Il dibattito sugli investimenti nelle obbligazioni israeliane evidenzia la tensione tra la massimizzazione dei rendimenti dei fondi pubblici e la risposta alle pressioni sociali ed etiche.
“Ciò dimostra quanto tutto questo sia molle”, ha affermato Zachary Christensen, ricercatore presso il think tank della Reason Foundation. “È molto facile disinvestire e sostenerlo con motivazioni fiscali o fiduciarie – ed è facile anche non farlo”.
Mamdani non ha risposto alle richieste di commento.
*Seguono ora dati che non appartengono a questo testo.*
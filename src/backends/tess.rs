use crate::models::Script;
use crate::processing::ocr::{EngineFactory, TextModel};
use crate::utils::IdCardError;
use std::path::{Path, PathBuf};
use tesseract::Tesseract;

/// libtesseract engine for one script; one token per recognized text line.
pub struct TesseractEngine {
    api: Option<Tesseract>,
    datapath: Option<String>,
    script: Script,
}

impl TesseractEngine {
    pub fn new(script: Script, tessdata: Option<&Path>) -> Result<Self, IdCardError> {
        let datapath = tessdata.map(|p| p.to_string_lossy().into_owned());
        let api = Self::init(datapath.as_deref(), script)?;
        Ok(Self {
            api: Some(api),
            datapath,
            script,
        })
    }

    /// Deferred constructor for [`crate::processing::TextRecognizer::lazy`].
    pub fn factory(script: Script, tessdata: Option<PathBuf>) -> EngineFactory {
        Box::new(move || -> Result<Box<dyn TextModel>, IdCardError> {
            Ok(Box::new(Self::new(script, tessdata.as_deref())?))
        })
    }

    fn init(datapath: Option<&str>, script: Script) -> Result<Tesseract, IdCardError> {
        Tesseract::new(datapath, Some(language_for(script))).map_err(|e| {
            IdCardError::RecognizerInit {
                script,
                message: format!("Tesseract init error: {}", e),
            }
        })
    }
}

/// Tesseract language pack for a script profile.
pub fn language_for(script: Script) -> &'static str {
    match script {
        Script::Arabic => "ara",
        Script::English => "eng",
    }
}

impl TextModel for TesseractEngine {
    fn recognize(&mut self, image_path: &Path) -> Result<Vec<String>, IdCardError> {
        let path_str = image_path.to_str().ok_or_else(|| {
            IdCardError::ImageProcessing(format!("Non UTF-8 image path: {:?}", image_path))
        })?;

        // set_image consumes the handle; a failure leaves the slot empty and
        // the next call re-initializes.
        let api = match self.api.take() {
            Some(api) => api,
            None => Self::init(self.datapath.as_deref(), self.script)?,
        };
        let mut api = api
            .set_image(path_str)
            .map_err(|e| IdCardError::Inference(format!("Tesseract set image error: {}", e)))?;
        api.set_page_seg_mode(tesseract::PageSegMode::PsmSingleBlock);

        let text = api.get_text();
        self.api = Some(api);
        let text = text.map_err(|e| IdCardError::Inference(format!("Tesseract error: {}", e)))?;

        log::debug!("{} OCR result for {:?}: {:?}", self.script, image_path, text);
        Ok(text_to_tokens(&text))
    }
}

fn text_to_tokens(text: &str) -> Vec<String> {
    text.lines()
        .map(str::trim)
        .filter(|line| !line.is_empty())
        .map(str::to_string)
        .collect()
}
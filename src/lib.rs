pub mod backends;
pub mod config;
pub mod id_card_reader;
pub mod models;
pub mod processing;
pub mod utils;

pub use config::ReaderConfig;
pub use id_card_reader::IdCardReader;
pub use utils::IdCardError;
La proposta di Levine di riprendere gli acquisti di obbligazioni israeliane potrebbe invertire la decisione del suo predecessore, Brad Lander, presa nel 2023, di sospendere i nuovi investimenti in obbligazioni israeliane man mano che le partecipazioni esistenti maturavano. Lander all'epoca disse che la mossa era coerente con la politica della città di evitare il debito sovrano estero.
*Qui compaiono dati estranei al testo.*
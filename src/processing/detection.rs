use crate::models::rules::label_for_class;
use crate::models::{BoundingBox, DetectionSet, DuplicatePolicy, FieldLabel, RawDetection};
use crate::utils::IdCardError;
use image::imageops::{self, FilterType};
use image::{DynamicImage, RgbImage};
use std::collections::HashMap;
use std::path::Path;

/// Side of the square frame the region model was trained on.
pub const FRAME_SIZE: u32 = 293;

pub const DEFAULT_SCORE_THRESHOLD: f32 = 0.25;

/// Object detection capability: boxes in frame coordinates, class ids and scores.
pub trait RegionModel: Send {
    fn infer(&mut self, frame: &RgbImage) -> Result<Vec<RawDetection>, IdCardError>;
}

impl<T: RegionModel + ?Sized> RegionModel for Box<T> {
    fn infer(&mut self, frame: &RgbImage) -> Result<Vec<RawDetection>, IdCardError> {
        (**self).infer(frame)
    }
}

/// Locates the card fields and maps them back to original image coordinates.
pub struct RegionDetector<M> {
    model: M,
    score_threshold: f32,
    duplicate_policy: DuplicatePolicy,
}

impl<M: RegionModel> RegionDetector<M> {
    pub fn new(model: M, score_threshold: f32) -> Self {
        Self {
            model,
            score_threshold,
            duplicate_policy: DuplicatePolicy::default(),
        }
    }

    pub fn with_duplicate_policy(mut self, policy: DuplicatePolicy) -> Self {
        self.duplicate_policy = policy;
        self
    }

    pub fn score_threshold(&self) -> f32 {
        self.score_threshold
    }

    pub fn detect_path(&mut self, image_path: &Path) -> Result<DetectionSet, IdCardError> {
        let img = image::open(image_path).map_err(|e| {
            IdCardError::ImageProcessing(format!("Failed to open image {:?}: {}", image_path, e))
        })?;
        self.detect(&img)
    }

    pub fn detect(&mut self, image: &DynamicImage) -> Result<DetectionSet, IdCardError> {
        let rgb = image.to_rgb8();
        let (width, height) = rgb.dimensions();
        if width == 0 || height == 0 {
            return Err(IdCardError::ImageProcessing("Image has zero area".to_string()));
        }

        let frame = imageops::resize(&rgb, FRAME_SIZE, FRAME_SIZE, FilterType::Lanczos3);
        let raw = self.model.infer(&frame)?;
        log::debug!("Region model returned {} raw detections", raw.len());

        self.collect(&raw, width, height)
    }

    /// Filter, label, rescale and pad raw detections for a `width x height` image.
    pub fn collect(
        &self,
        raw: &[RawDetection],
        width: u32,
        height: u32,
    ) -> Result<DetectionSet, IdCardError> {
        let scale_x = f64::from(width) / f64::from(FRAME_SIZE);
        let scale_y = f64::from(height) / f64::from(FRAME_SIZE);

        let mut result = DetectionSet::new();
        let mut best_scores: HashMap<FieldLabel, f32> = HashMap::new();

        for det in raw {
            if det.score < self.score_threshold {
                continue;
            }
            let Some(label) = label_for_class(det.class_id) else {
                log::debug!("Ignoring unknown class id {}", det.class_id);
                continue;
            };

            let [x1, y1, x2, y2] = det.bbox;
            let bbox = BoundingBox::new(x1 as i32, y1 as i32, x2 as i32, y2 as i32)
                .scale(scale_x, scale_y)
                .pad()
                .clamp(width, height);

            if self.duplicate_policy == DuplicatePolicy::HighestScore {
                if let Some(best) = best_scores.get(&label) {
                    if *best >= det.score {
                        continue;
                    }
                }
                best_scores.insert(label, det.score);
            }

            log::debug!("{} at {} (score {:.3})", label, bbox, det.score);
            result.insert(label, bbox);
        }

        if result.is_empty() {
            return Err(IdCardError::NoDetection {
                threshold: self.score_threshold,
            });
        }

        log::info!("Detected {} regions", result.len());
        Ok(result)
    }
}

#[cfg(test)]
mod tests {
    use super::*;
    use image::Rgb;

    struct FixedModel {
        detections: Vec<RawDetection>,
        frames_seen: Vec<(u32, u32)>,
    }

    impl RegionModel for FixedModel {
        fn infer(&mut self, frame: &RgbImage) -> Result<Vec<RawDetection>, IdCardError> {
            self.frames_seen.push(frame.dimensions());
            Ok(self.detections.clone())
        }
    }

    fn detector(detections: Vec<RawDetection>) -> RegionDetector<FixedModel> {
        RegionDetector::new(
            FixedModel {
                detections,
                frames_seen: Vec::new(),
            },
            DEFAULT_SCORE_THRESHOLD,
        )
    }

    #[test]
    fn test_detect_resamples_to_frame_and_rescales_boxes() {
        let mut detector = detector(vec![RawDetection::new([10.0, 10.0, 50.0, 50.0], 4, 0.9)]);
        let image = DynamicImage::ImageRgb8(RgbImage::from_pixel(586, 293, Rgb([255, 255, 255])));

        let detections = detector.detect(&image).unwrap();

        assert_eq!(detector.model.frames_seen, vec![(FRAME_SIZE, FRAME_SIZE)]);
        // (20, 10, 100, 50) before the 2 pixel padding.
        assert_eq!(detections[&FieldLabel::Name1], BoundingBox::new(18, 8, 102, 52));
    }

    #[test]
    fn test_filters_low_scores_and_unknown_classes() {
        let detector = detector(vec![
            RawDetection::new([10.0, 10.0, 50.0, 50.0], 1, 0.1),
            RawDetection::new([10.0, 10.0, 50.0, 50.0], 9, 0.9),
            RawDetection::new([10.0, 10.0, 50.0, 50.0], 7, 0.25),
        ]);

        let detections = detector.collect(&detector.model.detections, 293, 293).unwrap();

        assert_eq!(detections.len(), 1);
        assert!(detections.contains_key(&FieldLabel::Num2));
    }

    #[test]
    fn test_no_detection_error_when_nothing_survives() {
        let detector = detector(vec![RawDetection::new([10.0, 10.0, 50.0, 50.0], 1, 0.2)]);
        let err = detector.collect(&detector.model.detections, 293, 293).unwrap_err();
        assert!(matches!(err, IdCardError::NoDetection { .. }));

        let empty = detector.collect(&[], 293, 293).unwrap_err();
        assert!(matches!(empty, IdCardError::NoDetection { .. }));
    }

    #[test]
    fn test_boxes_are_clamped_to_image() {
        let detector = detector(vec![RawDetection::new([0.0, 0.0, 293.0, 293.0], 2, 0.8)]);
        let detections = detector.collect(&detector.model.detections, 600, 400).unwrap();
        assert_eq!(detections[&FieldLabel::Add2], BoundingBox::new(0, 0, 600, 400));
    }

    #[test]
    fn test_infinite_coordinates_saturate_and_clamp() {
        let detector = detector(vec![RawDetection::new(
            [f32::NEG_INFINITY, 0.0, f32::INFINITY, 50.0],
            2,
            0.8,
        )]);
        let detections = detector.collect(&detector.model.detections, 600, 400).unwrap();
        let bbox = detections[&FieldLabel::Add2];
        assert_eq!((bbox.x1, bbox.x2), (0, 600));
        assert!(!bbox.is_degenerate());
    }

    #[test]
    fn test_duplicate_labels_last_seen_wins_by_default() {
        let detector = detector(vec![
            RawDetection::new([10.0, 10.0, 50.0, 50.0], 6, 0.95),
            RawDetection::new([100.0, 100.0, 150.0, 120.0], 6, 0.40),
        ]);
        let detections = detector.collect(&detector.model.detections, 293, 293).unwrap();
        assert_eq!(detections[&FieldLabel::Num1], BoundingBox::new(98, 98, 152, 122));
    }

    #[test]
    fn test_duplicate_labels_highest_score_policy() {
        let detector = detector(vec![
            RawDetection::new([10.0, 10.0, 50.0, 50.0], 6, 0.95),
            RawDetection::new([100.0, 100.0, 150.0, 120.0], 6, 0.40),
        ])
        .with_duplicate_policy(DuplicatePolicy::HighestScore);
        let detections = detector.collect(&detector.model.detections, 293, 293).unwrap();
        assert_eq!(detections[&FieldLabel::Num1], BoundingBox::new(8, 8, 52, 52));
    }
}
Durante la sua campagna elettorale lo scorso anno, Levine si era impegnato a reinvestire i fondi pensione della città di New York in obbligazioni israeliane, che secondo lui avevano “pagato solidi dividendi per 75 anni”.
Le obbligazioni israeliane decennali denominate in dollari – che richiedono un investimento minimo di 25.000 dollari – offrono attualmente rendimenti del 5,2%, rispetto al 4,2% dei titoli del Tesoro statunitensi con scadenza simile.
Il divario di rendimento ha spinto alcuni fondi pubblici statunitensi a intervenire. La contea di Palm Beach in Florida è diventata il più grande detentore mondiale di obbligazioni israeliane, con una detenzione totale di 1 miliardo di dollari, ovvero un sesto del suo patrimonio, dopo che il controllore Mike Caruso ha autorizzato un nuovo acquisto da 350 milioni di dollari questo mese.
“Le obbligazioni israeliane ci danno il più alto tasso di rendimento che possiamo ottenere su tutti gli altri investimenti in cui siamo autorizzati dallo Stato a investire i soldi delle nostre tasse”, ha detto il commissario della contea Gregg Weiss in una conferenza stampa la scorsa settimana.
Levine ha detto di essere pronto a un'ulteriore opposizione mentre valuta se riprendere gli acquisti di titoli israeliani. Riconoscendo che molte persone, compreso il sindaco, hanno “opinioni nettamente diverse”, ha detto che “si preoccupa molto” delle loro opinioni e che “continuerà a dialogare” con loro.
Ha aggiunto che qualsiasi investimento in Israele costituirebbe solo una “piccola” quota del portafoglio complessivo del fondo pensione di 311 miliardi di dollari e che una decisione verrà presa dopo aver discusso con gli amministratori fiduciari.
Alcuni analisti hanno affermato che Levine si è concentrato molto sui punti di forza dei bond israeliani, ma dovrebbe prestare maggiore attenzione ai rischi che accompagnano i loro rendimenti più elevati.
“Non c'è pranzo gratis”, ha detto Christensen. “Qualsiasi discussione sulla questione che non affronti sia il rischio che i potenziali rendimenti è problematica”.